Hello PPMA membes and friends
This week Barry Pirie looks at innovation in the public sector and how this has been influenced by the austerity measures of recent years.
“One of the more frustrating stereotypes every public sector worker comes across from time-to-time is the assumption that when it comes to working smart, coming up with new ideas and delivering innovation, it is the private sector that leads away.
Of course this isn’t true.
The reality of working in an environment constrained by policy, funding and politics means that, as much as any other sector, we have to find creative solutions to intractable problems or better ways of doing things without throwing money at an issue.
In fact, I have long been of the view that, if anything, the response to austerity has put us ahead of our private sector colleagues in this respect.
So it was good to see at the recent Personnel Today Awards – an event which recognises excellence in people management — the public sector dominate the shortlists and walk away with an armful of awards, beating stiff competition from the private sector, with a notable representation from local government.

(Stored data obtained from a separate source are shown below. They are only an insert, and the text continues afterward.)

use std::io;
use std::path::PathBuf;

use thiserror::Error;

use crate::status::ReturnCode;

/// Errors raised by the harness itself.
///
/// Engine-reported conditions travel as [`crate::status::ReturnStatus`]
/// values; these are the failures around the contract: I/O, malformed
/// inputs, and caller contract violations detected before the engine is
/// ever invoked.
#[derive(Debug, Error)]
pub enum HarnessError {
    /// An error occurred reading a file or directory the harness needs.
    #[error("failed to read {path}: {source}")]
    Io {
        path: PathBuf,
        #[source]
        source: io::Error,
    },

    /// A raster image could not be parsed.
    #[error("failed to parse raster image {path}: {message}")]
    RasterParse { path: PathBuf, message: String },

    /// A sample's byte buffer disagrees with its declared geometry.
    #[error("sample raster expects {expected} bytes but holds {actual}")]
    RasterLength { expected: usize, actual: usize },

    /// A multi-sample set contains an image without an explicit eye label.
    #[error("sample set with {count} images must label every image Left or Right")]
    UnlabeledSamples { count: usize },

    /// A quality score outside 0..=100 that is not the 255 sentinel.
    #[error("quality score {quality} is outside 0..=100 (255 = not computed)")]
    QualityOutOfRange { quality: u8 },

    /// A subject was submitted with no samples at all.
    #[error("empty sample set")]
    EmptySampleSet,

    /// The same identifier was submitted twice in one session.
    #[error("subject id `{id}` submitted more than once")]
    DuplicateSubject { id: String },

    /// An engine operation returned a session-fatal status.
    #[error("{operation} returned {code}: {description}")]
    FatalStatus {
        operation: &'static str,
        code: ReturnCode,
        description: String,
    },

    /// A template-creation worker terminated before draining its queue.
    #[error("template worker terminated unexpectedly")]
    WorkerLost,

    /// The worker pool was configured without any workers.
    #[error("worker count must be at least 1")]
    NoWorkers,
}

/// Error handling for the enrollment catalog.
#[derive(Debug, Error)]
pub enum CatalogError {
    /// The enrollment store path does not exist or is not a directory.
    #[error("enrollment store {path} is not an accessible directory")]
    MissingStore { path: PathBuf },

    /// An I/O failure while reading or writing the catalog file.
    #[error("catalog I/O failure at {path}: {source}")]
    Io {
        path: PathBuf,
        #[source]
        source: io::Error,
    },

    /// A catalog line did not parse.
    #[error("malformed catalog line: {line}")]
    Parse { line: String },

    /// The catalog was written by an incompatible version.
    #[error("unsupported catalog version {version}")]
    UnsupportedVersion { version: u32 },

    /// The record count declared in the header disagrees with the records
    /// actually present.
    #[error("catalog declares {declared} records but holds {actual}")]
    CountMismatch { declared: usize, actual: usize },

    /// The integrity digest over the record lines does not match.
    #[error("catalog checksum mismatch")]
    ChecksumMismatch,

    /// The catalog holds the same identifier more than once.
    #[error("catalog holds id `{id}` more than once")]
    DuplicateId { id: String },
}

/// Error handling for engine configuration files.
#[derive(Debug, Error)]
pub enum ConfigError {
    /// The configuration file exists but could not be read.
    #[error("failed to read configuration file {path}: {source}")]
    Read {
        path: PathBuf,
        #[source]
        source: io::Error,
    },

    /// A configuration line did not parse.
    #[error("malformed configuration line: {line}")]
    Parse { line: String },

    /// A key this engine does not understand.
    #[error("unknown configuration key `{key}`")]
    UnknownKey { key: String },

    /// A value that does not fit its key.
    #[error("invalid value `{value}` for `{key}`")]
    Value { key: &'static str, value: String },
}
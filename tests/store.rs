//! Enrollment catalog tests: round trip, completion-marker idempotence, and
//! corruption detection.

use std::fs;

use tempfile::TempDir;

use iris_1n::store::{catalog_path, is_complete, read_catalog, write_catalog};
use iris_1n::{CatalogError, DatabaseEntry};

fn entries() -> Vec<DatabaseEntry> {
    vec![
        DatabaseEntry::new("zulu", vec![0x10, 0x20, 0x30]),
        DatabaseEntry::new("alpha", vec![]),
        DatabaseEntry::new("mike", vec![0xFF]),
    ]
}

#[test]
fn round_trip_preserves_insertion_order() {
    let store = TempDir::new().unwrap();
    assert!(!is_complete(store.path()));

    assert!(write_catalog(store.path(), &entries()).unwrap());
    assert!(is_complete(store.path()));

    let loaded = read_catalog(store.path()).unwrap();
    assert_eq!(loaded, entries());
}

#[test]
fn second_write_is_a_noop_that_keeps_the_first_catalog() {
    let store = TempDir::new().unwrap();
    assert!(write_catalog(store.path(), &entries()).unwrap());
    let first = fs::read_to_string(catalog_path(store.path())).unwrap();

    // A later construction, even with a different record set, must not
    // disturb the completed store.
    let other = vec![DatabaseEntry::new("other", vec![0x01])];
    assert!(!write_catalog(store.path(), &other).unwrap());

    let second = fs::read_to_string(catalog_path(store.path())).unwrap();
    assert_eq!(first, second);
    assert_eq!(read_catalog(store.path()).unwrap(), entries());
}

#[test]
fn missing_store_directory_is_reported() {
    let store = TempDir::new().unwrap();
    let missing = store.path().join("nope");
    assert!(matches!(
        write_catalog(&missing, &entries()),
        Err(CatalogError::MissingStore { .. })
    ));
}

#[test]
fn reading_an_absent_catalog_fails_with_io() {
    let store = TempDir::new().unwrap();
    assert!(matches!(read_catalog(store.path()), Err(CatalogError::Io { .. })));
}

#[test]
fn tampered_record_bytes_fail_the_checksum() {
    let store = TempDir::new().unwrap();
    let records = vec![DatabaseEntry::new("a", vec![0x00])];
    assert!(write_catalog(store.path(), &records).unwrap());

    let path = catalog_path(store.path());
    let text = fs::read_to_string(&path).unwrap();
    fs::write(&path, text.replace("sig = 00", "sig = 01")).unwrap();

    assert!(matches!(read_catalog(store.path()), Err(CatalogError::ChecksumMismatch)));
}

#[test]
fn tampered_count_is_reported() {
    let store = TempDir::new().unwrap();
    assert!(write_catalog(store.path(), &entries()).unwrap());

    let path = catalog_path(store.path());
    let text = fs::read_to_string(&path).unwrap();
    fs::write(&path, text.replace("count = 3", "count = 2")).unwrap();

    assert!(matches!(
        read_catalog(store.path()),
        Err(CatalogError::CountMismatch { declared: 2, actual: 3 })
    ));
}

#[test]
fn unsupported_version_is_reported() {
    let store = TempDir::new().unwrap();
    assert!(write_catalog(store.path(), &entries()).unwrap());

    let path = catalog_path(store.path());
    let text = fs::read_to_string(&path).unwrap();
    fs::write(&path, text.replace("version = 1", "version = 9")).unwrap();

    assert!(matches!(
        read_catalog(store.path()),
        Err(CatalogError::UnsupportedVersion { version: 9 })
    ));
}

#[test]
fn duplicate_identifiers_are_rejected_at_load() {
    let store = TempDir::new().unwrap();
    let twins = vec![
        DatabaseEntry::new("twin", vec![0x01]),
        DatabaseEntry::new("twin", vec![0x02]),
    ];
    // The writer trusts its caller; the loader does not.
    assert!(write_catalog(store.path(), &twins).unwrap());

    assert!(matches!(
        read_catalog(store.path()),
        Err(CatalogError::DuplicateId { .. })
    ));
}

#[test]
fn garbage_lines_are_rejected() {
    let store = TempDir::new().unwrap();
    assert!(write_catalog(store.path(), &entries()).unwrap());

    let path = catalog_path(store.path());
    let mut text = fs::read_to_string(&path).unwrap();
    text.push_str("not a keyword line\n");
    fs::write(&path, text).unwrap();

    assert!(matches!(read_catalog(store.path()), Err(CatalogError::Parse { .. })));
}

As we face another year of reshaping our organisations, reorganising our people and in many instances, reducing headcount in our sector, the awards didn’t just show that the HR teams on whom we rely to help us through this change are in good shape but they are doing well in the areas which matter most to organisations in the future.
For every council, knowing that their employees understand the direction of the organisation, what changes lie ahead and why it is changing is critical to creating an environment where people can continue to work effectively and deliver services. The fact that half of the finalists across the employee engagement category were from the public sector shows the great work organisations are doing in this area and recognises the critical contribution it makes to change.
In the employee relations category, Warwickshire County Council emerged outright winners of the award. As the pace of change gets faster and the nature of the people related changes becomes more challenging – from harmonising pay to reducing workforce and transferring employees across to new organisations – having teams who can work effectively in this area is critical to success.
One of the dominant forces for change in local government is the opportunity to use technology to drive efficiency. As many internal processes start, end and involve HR at some point, making better use of technology in managing people is critical for councils as they go through change. Dudley Metropolitan Borough Council emerged as winners of best use of technology in HR for its new approach to teacher recruitment which was led by HR, not IT: proof, if proof were needed, that HR should lead on finding the technology solutions to people issues.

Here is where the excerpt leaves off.